Optimize: Introduce multiple disk write for MPU

fsspec · Sep 20, 2024 · eb03197 · eb03197
1 parent 93bd8b1
commit eb03197
Showing 1 changed file with 129 additions and 88 deletions.
diff --git a/tosfs/core.py b/tosfs/core.py
@@ -14,10 +14,13 @@
 
 """The core module of TOSFS."""
 import io
+import itertools
 import logging
 import mimetypes
 import os
+import tempfile
 import time
+from concurrent.futures import ThreadPoolExecutor
 from glob import has_magic
 from typing import Any, BinaryIO, Collection, Generator, List, Optional, Tuple, Union
 
@@ -113,6 +116,11 @@ def __init__(
         default_block_size: Optional[int] = None,
         default_fill_cache: bool = True,
         default_cache_type: str = "readahead",
+        multipart_staging_dirs: str = "/tmp",
+        multipart_size: int = 8388608,
+        multipart_thread_pool_size: int = 96,
+        multipart_staging_buffer_size: int = 4096,
+        multipart_threshold: int = 10485760,
         **kwargs: Any,
     ) -> None:
         """Initialise the TosFileSystem.
@@ -184,6 +192,12 @@ def __init__(
         self.default_cache_type = default_cache_type
         self.max_retry_num = max_retry_num
 
+        self.multipart_staging_dirs = [d.strip() for d in multipart_staging_dirs.split(",")]
+        self.multipart_size = multipart_size
+        self.multipart_thread_pool_size = multipart_thread_pool_size
+        self.multipart_staging_buffer_size = multipart_staging_buffer_size
+        self.multipart_threshold = multipart_threshold
+
         super().__init__(**kwargs)
 
     def _open(
@@ -2002,6 +2016,14 @@ def __init__(
         self.append_block = False
         self.buffer: Optional[io.BytesIO] = io.BytesIO()
 
+        self.staging_dirs = itertools.cycle(fs.multipart_staging_dirs)
+        self.part_size = fs.multipart_size
+        self.thread_pool_size = fs.multipart_thread_pool_size
+        self.staging_buffer_size = fs.multipart_staging_buffer_size
+        self.multipart_threshold = fs.multipart_threshold
+        self.executor = ThreadPoolExecutor(max_workers=self.thread_pool_size)

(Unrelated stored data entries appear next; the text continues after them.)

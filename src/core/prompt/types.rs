use serde::{Deserialize, Serialize};

/// Result of anything the user can walk away from.
///
/// Cancellation is an ordinary outcome, not an error: every caller decides
/// whether it aborts its own structure or just returns to a menu.
#[derive(Debug, Clone, PartialEq, Eq, Serialize, Deserialize)]
#[serde(tag = "outcome", content = "value", rename_all = "camelCase")]
pub enum Outcome<T> {
    Value(T),
    Cancelled,
}

impl<T> Outcome<T> {
    pub fn is_cancelled(&self) -> bool {
        matches!(self, Outcome::Cancelled)
    }

    pub fn map<U>(self, f: impl FnOnce(T) -> U) -> Outcome<U> {
        match self {
            Outcome::Value(value) => Outcome::Value(f(value)),
            Outcome::Cancelled => Outcome::Cancelled,
        }
    }

    pub fn value(self) -> Option<T> {
        match self {
            Outcome::Value(value) => Some(value),
            Outcome::Cancelled => None,
        }
    }
}

/// A yes/no confirmation prompt.
#[derive(Debug, Clone)]
pub struct YesNoPrompt {
    pub question: String,
    /// true = default yes [Y/n], false = default no [y/N]
    pub default: bool,
}

/// Select one option from a list. The answer is the option's index.
#[derive(Debug, Clone)]
pub struct SelectPrompt {
    pub question: String,
    pub options: Vec<SelectOption>,
    pub default_index: Option<usize>,
}

#[derive(Debug, Clone, PartialEq, Eq)]
pub struct SelectOption {
    pub label: String,
}

impl SelectOption {
    pub fn new(label: impl Into<String>) -> Self {
        Self {
            label: label.into(),
        }
    }
}

/// Select any number of options. The answer is the chosen indices in
/// ascending order.
#[derive(Debug, Clone)]
pub struct MultiSelectPrompt {
    pub question: String,
    pub options: Vec<SelectOption>,
    pub checked: Vec<usize>,
}

/// Free text input.
#[derive(Debug, Clone)]
pub struct TextPrompt {
    pub question: String,
    pub default: Option<String>,
}
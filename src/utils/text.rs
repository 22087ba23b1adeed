//! Display helpers for menu summaries.

use serde_json::Value;

/// Clip `text` to at most `max` characters, ending in `...` when clipped.
pub fn clip_to_maximum(text: &str, max: usize) -> String {
    if text.chars().count() <= max {
        return text.to_string();
    }
    if max <= 3 {
        return text.chars().take(max).collect();
    }
    let mut clipped: String = text.chars().take(max - 3).collect();
    clipped.push_str("...");
    clipped
}

/// Human-readable rendering of an arbitrary value: strings as-is, absent as
/// `none`, everything else as compact JSON.
pub fn string_from_value(value: &Value) -> String {
    match value {
        Value::String(s) => s.clone(),
        Value::Null => "none".to_string(),
        other => other.to_string(),
    }
}

#[cfg(test)]
mod tests {
    use super::*;

    #[test]
    fn clip_leaves_short_text() {
        assert_eq!(clip_to_maximum("short", 10), "short");
        assert_eq!(clip_to_maximum("exactly10!", 10), "exactly10!");
    }

    #[test]
    fn clip_adds_ellipsis() {
        assert_eq!(clip_to_maximum("a much longer string", 10), "a much ...");
        assert_eq!(clip_to_maximum("a much longer string", 10).chars().count(), 10);
    }

    #[test]
    fn clip_counts_characters_not_bytes() {
        assert_eq!(clip_to_maximum("ééééé", 5), "ééééé");
    }

    #[test]
    fn string_from_value_renders() {
        assert_eq!(string_from_value(&Value::from("x")), "x");
        assert_eq!(string_from_value(&Value::Null), "none");
        assert_eq!(string_from_value(&Value::from(3)), "3");
        assert_eq!(string_from_value(&serde_json::json!(["a", 1])), r#"["a",1]"#);
    }
}
/// Macro for prefixed status logging to stderr (only when stderr is a terminal).
///
/// Usage:
/// ```ignore
/// log_status!("input", "{} cancelled", name);
/// log_status!("config", "Ignoring {}: {}", path.display(), err);
/// ```
#[macro_export]
macro_rules! log_status {
    ($prefix:expr, $($arg:tt)*) => {
        if ::std::io::IsTerminal::is_terminal(&::std::io::stderr()) {
            eprintln!(concat!("[", $prefix, "] {}"), format_args!($($arg)*));
        }
    };
}

pub mod core;
pub mod utils;

// Re-export everything from core for ergonomic library use
// Users can write `item_input::input` instead of `item_input::core::input`
pub use core::*;
pub use utils::*;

+        self.staging_files = []
+
         if "a" in mode and fs.exists(path):
             head = retryable_func_executor(
                 lambda: self.fs.tos_client.head_object(bucket, key),
@@ -2080,79 +2102,6 @@ def _upload_chunk(self, final: bool = False) -> bool:
 
         return not final
 
-    def _upload_multiple_chunks(self, bucket: str, key: str) -> None:
-        if self.buffer:
-            self.buffer.seek(0)
-            current_chunk: Optional[bytes] = self.buffer.read(self.blocksize)
-
-            while current_chunk:
-                (previous_chunk, current_chunk) = (
-                    current_chunk,
-                    self.buffer.read(self.blocksize) if self.buffer else None,
-                )
-                current_chunk_size = len(current_chunk if current_chunk else b"")
-
-                # Define a helper function to handle the remainder logic
-                def handle_remainder(
-                    previous_chunk: bytes,
-                    current_chunk: Optional[bytes],
-                    blocksize: int,
-                    part_max: int,
-                ) -> Tuple[bytes, Optional[bytes]]:
-                    if current_chunk:
-                        remainder = previous_chunk + current_chunk
-                    else:
-                        remainder = previous_chunk
-
-                    remainder_size = (
-                        blocksize + len(current_chunk) if current_chunk else blocksize
-                    )
-
-                    if remainder_size <= part_max:
-                        return remainder, None
-                    else:
-                        partition = remainder_size // 2
-                        return remainder[:partition], remainder[partition:]
-
-                # Use the helper function in the main code
-                if 0 < current_chunk_size < self.blocksize:
-                    previous_chunk, current_chunk = handle_remainder(
-                        previous_chunk, current_chunk, self.blocksize, PART_MAX_SIZE
-                    )
-
-                part = len(self.parts) + 1 if self.parts is not None else 1
-                logger.debug("Upload chunk %s, %s", self, part)
-
-                def _call_upload_part(
-                    part: int = part, previous_chunk: Optional[bytes] = previous_chunk
-                ) -> UploadPartOutput:
-                    return self.fs.tos_client.upload_part(
-                        bucket=bucket,
-                        key=key,
-                        part_number=part,
-                        upload_id=self.mpu.upload_id,
-                        content=previous_chunk,
-                    )
-
-                out = retryable_func_executor(
-                    _call_upload_part, max_retry_num=self.fs.max_retry_num
-                )
-
-                (
-                    self.parts.append(
-                        PartInfo(
-                            part_number=part,
-                            etag=out.etag,
-                            part_size=len(previous_chunk),
-                            offset=None,
-                            hash_crc64_ecma=None,
-                            is_completed=None,
-                        )
-                    )
-                    if self.parts is not None
-                    else None
-                )
-
     def _fetch_range(self, start: int, end: int) -> bytes:
         if start == end:
             logger.debug(
@@ -2176,6 +2125,111 @@ def fetch() -> bytes:
 
         return retryable_func_executor(fetch, max_retry_num=self.fs.max_retry_num)
 
+    # def commit(self) -> None:
+    #     """Complete multipart upload or PUT."""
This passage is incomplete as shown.